PSA for all of my blog readers: BACK UP YOUR DATA. My calm was irrevocably damaged when the poor IT guy came in to tell me all the data on the hard drive was lost and with it the the latest draft of SPRING'S TEMPEST, which just needed a polish draft, and a working draft of book three. It sucks and threw me into a tail spin. A tail spin I am struggling with right now. Like Hamlet, I can't make up my mind what I'm going to do.

I did manage to find a partial (about 77k out of 136k) draft of the new SPRING on a thumb drive and big chunks of it is just revised and rewritten from an older draft of SPRING, so it's not as catastrophic as I thought it might be, but it's still daunting and I'm trying to get my legs under me. I've reread/revised what I have and it's better than I remember (5 months away from it helps) and I figure I can recover, but the working draft of book 3 (SUMMER something...it's getting pitched as STRIFE but I'm leaning towards something else).
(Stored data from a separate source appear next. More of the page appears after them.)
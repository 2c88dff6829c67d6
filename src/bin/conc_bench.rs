//! conc-bench — drive one concurrent container configuration over an input
//! file and report whether the aggregate invariants held.
//!
//! ```bash
//! conc-bench -i values.txt -t 8 --data_structure msqueue
//! conc-bench -i values.txt -t 8 --data_structure TS --optimization Elimination
//! conc-bench -i values.txt -t 8 --data_structure SGLQueue --optimization Flat-combining
//! ```

use std::fs;
use std::path::PathBuf;
use std::process;
use std::time::Instant;

use clap::error::ErrorKind;
use clap::{Parser, ValueEnum};

use conc_containers::{
    drive_queue, drive_stack, ElimStack, FcQueue, FcStack, MsQueue, Outcome, SglQueue, SglStack,
    TreiberStack,
};

const AUTHOR: &str = "the conc-containers contributors";

#[derive(Parser, Debug)]
#[command(name = "conc-bench")]
#[command(about = "Exercise concurrent stacks and queues over a list of integers")]
struct Cli {
    /// Print author identity and exit.
    #[arg(short = 'n', long)]
    name: bool,

    /// Path to a whitespace-separated list of integers.
    #[arg(short, long)]
    input: Option<PathBuf>,

    /// Worker thread count, split into producer and consumer halves.
    #[arg(short, long, default_value_t = 4)]
    threads: usize,

    /// Container under test.
    #[arg(long = "data_structure", value_enum)]
    data_structure: Option<DataStructure>,

    /// Contention optimization layered on the container.
    #[arg(long, value_enum, default_value_t = Optimization::None)]
    optimization: Optimization,

    /// Elimination array size (with --optimization Elimination).
    #[arg(long = "elimination_size", default_value_t = 5)]
    elimination_size: usize,
}

#[derive(ValueEnum, Clone, Copy, PartialEq, Eq, Debug)]
enum DataStructure {
    #[value(name = "SGLQueue")]
    SglQueue,
    #[value(name = "SGLStack")]
    SglStack,
    /// Treiber stack.
    #[value(name = "TS")]
    Treiber,
    #[value(name = "msqueue")]
    MsQueue,
}

#[derive(ValueEnum, Clone, Copy, PartialEq, Eq, Debug)]
enum Optimization {
    #[value(name = "none")]
    None,
    #[value(name = "Elimination")]
    Elimination,
    #[value(name = "Flat-combining")]
    FlatCombining,
}

fn main() {
    let cli = match Cli::try_parse() {
        Ok(cli) => cli,
        Err(e) if matches!(e.kind(), ErrorKind::DisplayHelp | ErrorKind::DisplayVersion) => {
            let _ = e.print();
            return;
        }
        Err(e) => {
            let _ = e.print();
            process::exit(1);
        }
    };

    if cli.name {
        println!("{AUTHOR}");
        return;
    }

    if cli.threads == 0 {
        eprintln!("conc-bench: thread count must be positive");
        process::exit(1);
    }

    let Some(data_structure) = cli.data_structure else {
        eprintln!("conc-bench: --data_structure is required");
        process::exit(1);
    };
    let Some(input) = cli.input.as_deref() else {
        eprintln!("conc-bench: --input is required");
        process::exit(1);
    };

    let values = match read_values(input) {
        Ok(values) => values,
        Err(message) => {
            eprintln!("conc-bench: {message}");
            process::exit(1);
        }
    };

    // Flat combining sizes its record array for every thread that may
    // publish; the driver runs two halves even when asked for one thread.
    let fc_capacity = cli.threads.max(2);
    let elim_size = cli.elimination_size;

    let start = Instant::now();
    let outcome = match (data_structure, cli.optimization) {
        (DataStructure::SglQueue, Optimization::None) => {
            drive_queue(&SglQueue::new(), &values, cli.threads)
        }
        (DataStructure::SglQueue, Optimization::FlatCombining) => {
            drive_queue(&FcQueue::new(fc_capacity), &values, cli.threads)
        }
        (DataStructure::MsQueue, Optimization::None) => {
            drive_queue(&MsQueue::new(), &values, cli.threads)
        }
        (DataStructure::SglStack, Optimization::None) => {
            drive_stack(&SglStack::new(), &values, cli.threads)
        }
        (DataStructure::SglStack, Optimization::Elimination) => {
            drive_stack(&ElimStack::<SglStack>::new(elim_size), &values, cli.threads)
        }
        (DataStructure::SglStack, Optimization::FlatCombining) => {
            drive_stack(&FcStack::new(fc_capacity), &values, cli.threads)
        }
        (DataStructure::Treiber, Optimization::None) => {
            drive_stack(&TreiberStack::new(), &values, cli.threads)
        }
        (DataStructure::Treiber, Optimization::Elimination) => {
            drive_stack(
                &ElimStack::<TreiberStack>::new(elim_size),
                &values,
                cli.threads,
            )
        }
        (ds, opt) => {
            eprintln!(
                "conc-bench: {:?} does not support the {:?} optimization",
                ds, opt
            );
            process::exit(1);
        }
    };
    let elapsed = start.elapsed();

    report(&outcome, elapsed.as_secs_f64());
}

fn read_values(path: &std::path::Path) -> Result<Vec<i64>, String> {
    let text = fs::read_to_string(path)
        .map_err(|e| format!("cannot read {}: {e}", path.display()))?;
    let mut values = Vec::new();
    for token in text.split_whitespace() {
        let value: i64 = token
            .parse()
            .map_err(|_| format!("invalid integer {token:?} in {}", path.display()))?;
        values.push(value);
    }
    if values.is_empty() {
        return Err(format!("{} holds no integers", path.display()));
    }
    Ok(values)
}

fn report(outcome: &Outcome, seconds: f64) {
    println!(
        "produced {} values (sum {}), consumed {} values (sum {})",
        outcome.produced, outcome.produced_sum, outcome.consumed, outcome.consumed_sum
    );
    println!("elapsed: {seconds:.6} s");

    if outcome.balanced() {
        println!("verification passed");
    } else {
        eprintln!("verification FAILED: producer and consumer tallies disagree");
        process::exit(1);
    }
}
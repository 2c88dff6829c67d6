//! Michael-Scott lock-free queue.
//!
//! Michael and Scott. Simple, Fast, and Practical Non-Blocking and Blocking
//! Concurrent Queue Algorithms. PODC 1996.
//! <http://dl.acm.org/citation.cfm?id=248106>

use core::sync::atomic::Ordering::*;

use crossbeam_epoch::{self as epoch, Atomic, Owned, Shared};
use crossbeam_utils::{Backoff, CachePadded};

/// Michael-Scott queue of integers.
///
/// The representation is a singly-linked list with a sentinel node at the
/// front whose value is never returned. `tail` may lag one node behind the
/// actual last node; enqueuers that observe the lag help advance it before
/// linking their own node.
#[derive(Debug)]
pub struct MsQueue {
    head: CachePadded<Atomic<Node>>,
    tail: CachePadded<Atomic<Node>>,
}

#[derive(Debug)]
struct Node {
    /// Meaningless in the sentinel; every other node carries the enqueued
    /// value until a dequeue hands it out and the node becomes the sentinel.
    value: i64,
    next: Atomic<Node>,
}

impl Default for MsQueue {
    fn default() -> Self {
        Self::new()
    }
}

impl MsQueue {
    /// Creates a new, empty queue.
    pub fn new() -> Self {
        let sentinel = Box::into_raw(Box::new(Node {
            value: 0,
            next: Atomic::null(),
        }))
        .cast_const();

        Self {
            head: CachePadded::new(sentinel.into()),
            tail: CachePadded::new(sentinel.into()),
        }
    }

    /// Adds `value` to the back of the queue.
    pub fn enqueue(&self, value: i64) {
        let mut node = Owned::new(Node {
            value,
            next: Atomic::null(),
        });
        let guard = epoch::pin();
        let backoff = Backoff::new();

        loop {
            let tail = self.tail.load(Acquire, &guard);
            let tail_ref = unsafe { tail.deref() };
            let next = tail_ref.next.load(Acquire, &guard);

            // Snapshot validation: retry if `tail` moved under us.
            if self.tail.load(Acquire, &guard) != tail {
                backoff.spin();
                continue;
            }

            if !next.is_null() {
                // The tail is lagging: help the finished enqueue before
                // retrying our own.
                let _ = self.tail.compare_exchange(tail, next, AcqRel, Relaxed, &guard);
                continue;
            }

            // `tail` looks like the last node; linking here is the
            // linearization point of enqueue.
            match tail_ref
                .next
                .compare_exchange(Shared::null(), node, AcqRel, Relaxed, &guard)
            {
                Ok(node) => {
                    // Swing `tail` to the new node. Failure is harmless: some
                    // peer already helped.
                    let _ = self.tail.compare_exchange(tail, node, AcqRel, Relaxed, &guard);
                    return;
                }
                Err(e) => {
                    node = e.new;
                    backoff.spin();
                }
            }
        }
    }

    /// Removes the value at the front of the queue, or `None` if the queue is
    /// empty.
    ///
    /// The old sentinel is retired and the dequeued node takes its place.
    pub fn dequeue(&self) -> Option<i64> {
        let guard = epoch::pin();
        let backoff = Backoff::new();

        loop {
            let head = self.head.load(Acquire, &guard);
            let tail = self.tail.load(Acquire, &guard);
            let next = unsafe { head.deref() }.next.load(Acquire, &guard);

            // Snapshot validation, same as enqueue.
            if self.head.load(Acquire, &guard) != head {
                backoff.spin();
                continue;
            }

            if head == tail {
                if next.is_null() {
                    // Empty. The load of `head.next` above is the
                    // linearization point of this outcome.
                    return None;
                }
                // Tail is lagging behind a finished enqueue; help it along.
                let _ = self.tail.compare_exchange(tail, next, AcqRel, Relaxed, &guard);
                continue;
            }

            // Non-empty, so `next` exists. Its value is tentative until the
            // head swing commits.
            let next_ref = unsafe { next.deref() };
            let value = next_ref.value;

            // Skip the CAS when the witness is already stale.
            if self.head.load(Relaxed, &guard) != head {
                backoff.spin();
                continue;
            }

            if self
                .head
                .compare_exchange(head, next, AcqRel, Relaxed, &guard)
                .is_ok()
            {
                // SAFETY: the CAS detached the old sentinel `head`; `next` is
                // the new sentinel and remains reachable.
                unsafe { guard.defer_destroy(head) };
                return Some(value);
            }
            backoff.spin();
        }
    }

    /// Returns `true` if the queue is empty.
    pub fn is_empty(&self) -> bool {
        let guard = epoch::pin();
        let head = self.head.load(Acquire, &guard);
        unsafe { head.deref() }.next.load(Acquire, &guard).is_null()
    }
}

impl Drop for MsQueue {
    fn drop(&mut self) {
        // SAFETY: we have `&mut self`, so no other thread holds a reference;
        // every node in the chain (sentinel included) was allocated by us.
        unsafe {
            let guard = epoch::unprotected();
            let mut node = self.head.load(Relaxed, guard);
            while let Some(node_ref) = node.as_ref() {
                let next = node_ref.next.load(Relaxed, guard);
                drop(node.into_owned());
                node = next;
            }
        }
    }
}

#[cfg(test)]
mod tests {
    use std::thread::scope;

    use super::*;

    #[test]
    fn enqueue_dequeue_seq() {
        let queue = MsQueue::new();
        assert!(queue.is_empty());

        queue.enqueue(1);
        queue.enqueue(2);
        queue.enqueue(3);
        assert!(!queue.is_empty());

        assert_eq!(queue.dequeue(), Some(1));
        assert_eq!(queue.dequeue(), Some(2));
        assert_eq!(queue.dequeue(), Some(3));
        assert_eq!(queue.dequeue(), None);
        assert!(queue.is_empty());
    }

    #[test]
    fn fifo_order_long() {
        let queue = MsQueue::new();
        for i in 0..200 {
            queue.enqueue(i);
        }
        for i in 0..200 {
            assert_eq!(queue.dequeue(), Some(i));
        }
        assert_eq!(queue.dequeue(), None);
    }

    #[test]
    fn spsc_order() {
        const COUNT: i64 = 100_000;
        let queue = MsQueue::new();

        scope(|s| {
            s.spawn(|| {
                let mut next = 0;
                while next < COUNT {
                    if let Some(value) = queue.dequeue() {
                        assert_eq!(value, next);
                        next += 1;
                    }
                }
            });

            for i in 0..COUNT {
                queue.enqueue(i);
            }
        });

        assert!(queue.is_empty());
    }

    #[test]
    fn mpmc_balance() {
        const PER_THREAD: i64 = 10_000;
        const THREADS: i64 = 4;

        let queue = MsQueue::new();

        scope(|s| {
            for t in 0..THREADS {
                let queue = &queue;
                s.spawn(move || {
                    for i in 0..PER_THREAD {
                        queue.enqueue(t * PER_THREAD + i);
                    }
                });
            }
            for _ in 0..THREADS {
                s.spawn(|| {
                    let mut got = 0;
                    while got < PER_THREAD {
                        if queue.dequeue().is_some() {
                            got += 1;
                        }
                    }
                });
            }
        });

        assert!(queue.is_empty());
    }

    #[test]
    fn is_empty_does_not_consume() {
        let queue = MsQueue::new();
        queue.enqueue(20);
        queue.enqueue(20);
        assert!(!queue.is_empty());
        assert!(queue.dequeue().is_some());
        assert!(!queue.is_empty());
    }
}
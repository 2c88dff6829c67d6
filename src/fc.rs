//! Flat combining over single-global-lock containers.
//!
//! Every participating thread owns one publication record per container.
//! An operation is published into the record; whichever publisher acquires
//! the container lock becomes the combiner and executes every published
//! operation in one scan, while the rest wait for their `completed` flag.
//! One serial traversal by the thread already holding the lock (and the cache
//! lines) replaces a storm of per-operation lock handoffs.

use core::sync::atomic::{AtomicBool, AtomicI64, AtomicU8, AtomicUsize};
use core::sync::atomic::Ordering::*;
use std::cell::RefCell;
use std::collections::{HashMap, VecDeque};
use std::sync::{Condvar, Mutex, PoisonError};
use std::time::Duration;

use crossbeam_utils::CachePadded;

/// Internal empty-container sentinel stored in a record's `ret` slot; mapped
/// to `None` before it reaches a caller. Payloads must not collide with it,
/// which the harness guarantees by feeding non-negative inputs.
const EMPTY: i64 = -1;

const OP_INSERT: u8 = 0;
const OP_REMOVE: u8 = 1;

/// How long a waiting publisher parks before re-checking its record and
/// re-attempting to become the combiner. Bounds the latency of an operation
/// whose record a departing combiner never saw.
const PARK_INTERVAL: Duration = Duration::from_micros(100);

/// Hands out distinct ids so each container gets its own thread-index space.
static NEXT_CONTAINER_ID: AtomicUsize = AtomicUsize::new(0);

thread_local! {
    /// This thread's record index in each container it has touched.
    static RECORD_INDEXES: RefCell<HashMap<usize, usize>> = RefCell::new(HashMap::new());
}

/// One publication record.
#[derive(Debug, Default)]
struct Record {
    value: AtomicI64,
    ret: AtomicI64,
    op: AtomicU8,
    pending: AtomicBool,
    completed: AtomicBool,
}

/// A sequential container a combiner drives while holding the lock.
pub trait SeqContainer: Default + Send {
    /// Adds a value.
    fn insert(&mut self, value: i64);
    /// Removes a value according to the container's discipline, or `None` if
    /// empty.
    fn remove(&mut self) -> Option<i64>;
}

/// FIFO discipline.
#[derive(Debug, Default)]
pub struct Fifo(VecDeque<i64>);

impl SeqContainer for Fifo {
    fn insert(&mut self, value: i64) {
        self.0.push_back(value);
    }

    fn remove(&mut self) -> Option<i64> {
        self.0.pop_front()
    }
}

/// LIFO discipline.
#[derive(Debug, Default)]
pub struct Lifo(Vec<i64>);

impl SeqContainer for Lifo {
    fn insert(&mut self, value: i64) {
        self.0.push(value);
    }

    fn remove(&mut self) -> Option<i64> {
        self.0.pop()
    }
}

/// The combining core shared by [`FcStack`] and [`FcQueue`].
#[derive(Debug)]
struct FlatCombining<S: SeqContainer> {
    id: usize,
    inner: Mutex<S>,
    /// Monitor for publishers parked while a combiner runs. Paired with
    /// `monitor`, never with `inner`.
    ready: Condvar,
    monitor: Mutex<()>,
    next_index: AtomicUsize,
    records: Box<[CachePadded<Record>]>,
}

impl<S: SeqContainer> FlatCombining<S> {
    fn new(max_threads: usize) -> Self {
        assert!(max_threads > 0, "need room for at least one publisher");
        Self {
            id: NEXT_CONTAINER_ID.fetch_add(1, Relaxed),
            inner: Mutex::new(S::default()),
            ready: Condvar::new(),
            monitor: Mutex::new(()),
            next_index: AtomicUsize::new(0),
            records: (0..max_threads).map(|_| CachePadded::default()).collect(),
        }
    }

    /// This thread's record, assigned by fetch-and-increment on first use and
    /// stable for the thread's lifetime.
    fn my_record(&self) -> &Record {
        let index = RECORD_INDEXES.with(|indexes| {
            *indexes
                .borrow_mut()
                .entry(self.id)
                .or_insert_with(|| self.next_index.fetch_add(1, SeqCst))
        });
        assert!(
            index < self.records.len(),
            "flat combining: more threads than the container was sized for"
        );
        &self.records[index]
    }

    /// Publishes one operation and waits for its result.
    fn run(&self, op: u8, value: i64) -> i64 {
        let record = self.my_record();
        record.value.store(value, Relaxed);
        record.op.store(op, Relaxed);
        record.ret.store(EMPTY, Relaxed);
        record.completed.store(false, Relaxed);
        record.pending.store(true, Release);

        loop {
            if let Ok(mut inner) = self.inner.try_lock() {
                // Holding the lock makes us the combiner; one scan serves
                // every published record, our own included.
                self.combine(&mut inner);
                drop(inner);
                drop(self.monitor.lock().unwrap_or_else(PoisonError::into_inner));
                self.ready.notify_all();
            } else {
                let monitor = self.monitor.lock().unwrap_or_else(PoisonError::into_inner);
                if !record.completed.load(Acquire) {
                    // Bounded park: a wakeup, a timeout, or a spurious return
                    // all lead back to the re-check and, if needed, another
                    // try_lock.
                    let _ = self
                        .ready
                        .wait_timeout(monitor, PARK_INTERVAL)
                        .unwrap_or_else(PoisonError::into_inner);
                }
            }

            if record.completed.load(Acquire) {
                break;
            }
        }

        let ret = record.ret.load(Relaxed);
        record.completed.store(false, Relaxed);
        ret
    }

    /// Executes every published-but-incomplete operation. Scan order is the
    /// linearization order of the batch.
    fn combine(&self, inner: &mut S) {
        for record in self.records.iter() {
            if !record.pending.load(Acquire) || record.completed.load(Relaxed) {
                continue;
            }
            match record.op.load(Relaxed) {
                OP_INSERT => inner.insert(record.value.load(Relaxed)),
                _ => {
                    let ret = inner.remove().unwrap_or(EMPTY);
                    record.ret.store(ret, Relaxed);
                }
            }
            record.pending.store(false, Relaxed);
            record.completed.store(true, Release);
        }
    }
}

/// A FIFO queue with flat combining.
#[derive(Debug)]
pub struct FcQueue {
    core: FlatCombining<Fifo>,
}

impl FcQueue {
    /// Creates a queue able to serve up to `max_threads` distinct publishing
    /// threads.
    pub fn new(max_threads: usize) -> Self {
        Self {
            core: FlatCombining::new(max_threads),
        }
    }

    /// Adds `value` to the back of the queue.
    pub fn enqueue(&self, value: i64) {
        let _ = self.core.run(OP_INSERT, value);
    }

    /// Removes the value at the front of the queue, or `None` if the queue
    /// was empty when the combiner served the request.
    pub fn dequeue(&self) -> Option<i64> {
        match self.core.run(OP_REMOVE, 0) {
            EMPTY => None,
            value => Some(value),
        }
    }
}

/// A LIFO stack with flat combining.
#[derive(Debug)]
pub struct FcStack {
    core: FlatCombining<Lifo>,
}

impl FcStack {
    /// Creates a stack able to serve up to `max_threads` distinct publishing
    /// threads.
    pub fn new(max_threads: usize) -> Self {
        Self {
            core: FlatCombining::new(max_threads),
        }
    }

    /// Pushes `value` on top of the stack.
    pub fn push(&self, value: i64) {
        let _ = self.core.run(OP_INSERT, value);
    }

    /// Pops the most recently pushed value, or `None` if the stack was empty
    /// when the combiner served the request.
    pub fn pop(&self) -> Option<i64> {
        match self.core.run(OP_REMOVE, 0) {
            EMPTY => None,
            value => Some(value),
        }
    }
}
In the words of the Danish prince, "That it should come to this" is debilitating and I'm unable to decide what to do.

On top of that, another project that I'm struggling sticking the landing for is SISTERS, which I decided needed to be more epic and is going through a face lift of sorts. It's not going to be called the YOUNG WEAPONMASTERS anymore, but the more epically named RETURN OF THE FALSE LORDS. That looms too and I want to put the end to SISTERS and plot out the other books in the series.

As I see it, I've got to make a run at this. I'm pretty convinced my agent is tired of me talking about the same two projects (SEASONS and SISTERS) so much that I want to get new words (LABORS) to him to see if we can do something with it. Plus I almost feel like I'm in a rut because I'm twirling around these few projects. As work lessens a little in the classroom, can I up the volume of writing work I do. Can I hit Rachel Aaron-esque From 2k to 10k level of work? As Hamlet says, "Though this be madness, yet there is method in't." Can I complete all of these things in the next 120 days? I've challenged myself like this before and failed miserably...should that deter me? Of course not.

If I complete all the things in my ledger, it's about 270k. If you look at in terms of 120 days, that's only about 2k a day. I need a bigger pace than that. I want to start something new (besides SUMMER)...that 90s ski epic looms and I'm pretty sure the timeline I made with Aaron Starmer to complete said project is close to expiring. I have a notebook full of ideas I can work on as well and, for some reasons, a few of the scifi projects are calling me: A TOURNAMENT OF PRINCES ("Taming of the Shrew meets Firefly") and THE POINT GUARD AND SPACE PRINCESS ("Attack the Block meets "Love and Basketball"). Can I get more than 270k done? Can I finish off the SEASONS trilogy then move on to other projects? Is it worth the trouble? I don't know the answers for sure, but as Hamlet said, "This above all: to thine own self be true."